• WORK INSTRUCTIONS
Every line below that includes the word "crates" needs to be copied.

• THE INPUT
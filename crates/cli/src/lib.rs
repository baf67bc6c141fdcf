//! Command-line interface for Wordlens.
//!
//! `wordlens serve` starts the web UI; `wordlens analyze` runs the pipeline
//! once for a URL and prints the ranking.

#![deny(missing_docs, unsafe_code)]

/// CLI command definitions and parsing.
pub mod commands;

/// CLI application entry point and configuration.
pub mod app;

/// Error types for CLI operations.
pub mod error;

--

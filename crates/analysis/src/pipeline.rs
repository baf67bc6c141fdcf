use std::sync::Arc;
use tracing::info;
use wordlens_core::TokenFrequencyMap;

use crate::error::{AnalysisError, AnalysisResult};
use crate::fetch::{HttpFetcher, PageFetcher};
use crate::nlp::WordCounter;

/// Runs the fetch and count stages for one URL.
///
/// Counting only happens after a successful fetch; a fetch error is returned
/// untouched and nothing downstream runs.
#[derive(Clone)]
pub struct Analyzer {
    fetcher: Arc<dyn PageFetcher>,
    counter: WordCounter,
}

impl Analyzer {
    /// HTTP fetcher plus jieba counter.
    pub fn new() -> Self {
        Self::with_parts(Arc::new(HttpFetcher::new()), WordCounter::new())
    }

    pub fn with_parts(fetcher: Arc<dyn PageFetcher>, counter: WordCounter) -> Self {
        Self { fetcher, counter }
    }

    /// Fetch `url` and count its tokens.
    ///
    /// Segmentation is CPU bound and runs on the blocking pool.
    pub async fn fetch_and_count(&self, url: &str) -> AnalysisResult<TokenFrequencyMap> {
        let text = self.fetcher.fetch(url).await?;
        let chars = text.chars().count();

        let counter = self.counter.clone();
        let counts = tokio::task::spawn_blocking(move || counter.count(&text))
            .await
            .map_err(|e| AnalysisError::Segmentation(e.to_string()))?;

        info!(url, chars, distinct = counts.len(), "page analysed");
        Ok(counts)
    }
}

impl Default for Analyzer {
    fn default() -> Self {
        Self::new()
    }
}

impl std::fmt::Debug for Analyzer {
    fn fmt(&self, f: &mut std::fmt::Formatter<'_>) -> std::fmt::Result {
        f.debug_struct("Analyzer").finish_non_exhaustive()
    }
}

* * *

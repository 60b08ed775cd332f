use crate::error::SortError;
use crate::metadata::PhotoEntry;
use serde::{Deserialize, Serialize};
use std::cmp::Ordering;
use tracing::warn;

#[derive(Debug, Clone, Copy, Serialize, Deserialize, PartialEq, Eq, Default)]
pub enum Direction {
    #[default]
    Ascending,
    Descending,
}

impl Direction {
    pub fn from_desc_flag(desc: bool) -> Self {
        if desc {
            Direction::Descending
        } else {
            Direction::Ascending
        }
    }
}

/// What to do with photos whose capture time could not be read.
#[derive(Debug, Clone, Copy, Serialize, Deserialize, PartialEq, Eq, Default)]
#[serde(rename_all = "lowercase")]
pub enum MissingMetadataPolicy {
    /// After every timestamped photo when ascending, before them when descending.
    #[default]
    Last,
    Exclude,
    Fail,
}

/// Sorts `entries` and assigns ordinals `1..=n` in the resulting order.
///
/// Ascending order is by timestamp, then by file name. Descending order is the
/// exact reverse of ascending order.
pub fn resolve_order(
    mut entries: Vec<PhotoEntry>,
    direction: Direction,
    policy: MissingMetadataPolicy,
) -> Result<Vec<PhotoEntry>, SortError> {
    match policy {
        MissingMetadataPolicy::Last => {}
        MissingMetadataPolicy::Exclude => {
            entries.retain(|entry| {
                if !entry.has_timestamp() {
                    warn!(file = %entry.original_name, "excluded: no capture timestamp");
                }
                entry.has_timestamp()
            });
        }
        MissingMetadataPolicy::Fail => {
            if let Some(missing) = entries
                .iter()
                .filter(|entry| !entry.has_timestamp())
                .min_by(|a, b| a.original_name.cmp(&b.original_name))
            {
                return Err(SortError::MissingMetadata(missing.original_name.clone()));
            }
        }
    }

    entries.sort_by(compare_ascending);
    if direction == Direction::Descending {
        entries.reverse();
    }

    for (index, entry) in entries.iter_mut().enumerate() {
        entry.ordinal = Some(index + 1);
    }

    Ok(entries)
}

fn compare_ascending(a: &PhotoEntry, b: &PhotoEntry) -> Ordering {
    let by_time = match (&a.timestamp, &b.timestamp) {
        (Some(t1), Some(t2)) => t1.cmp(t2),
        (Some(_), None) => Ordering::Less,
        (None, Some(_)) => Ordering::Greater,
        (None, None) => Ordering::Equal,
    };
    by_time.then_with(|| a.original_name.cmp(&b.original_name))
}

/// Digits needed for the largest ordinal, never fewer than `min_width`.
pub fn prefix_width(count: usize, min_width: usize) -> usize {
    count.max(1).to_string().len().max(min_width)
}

• SOLUTION FOR THIS EXERCISE
filename crates/cli/src/lib.rs
filename crates/analysis/src/pipeline.rs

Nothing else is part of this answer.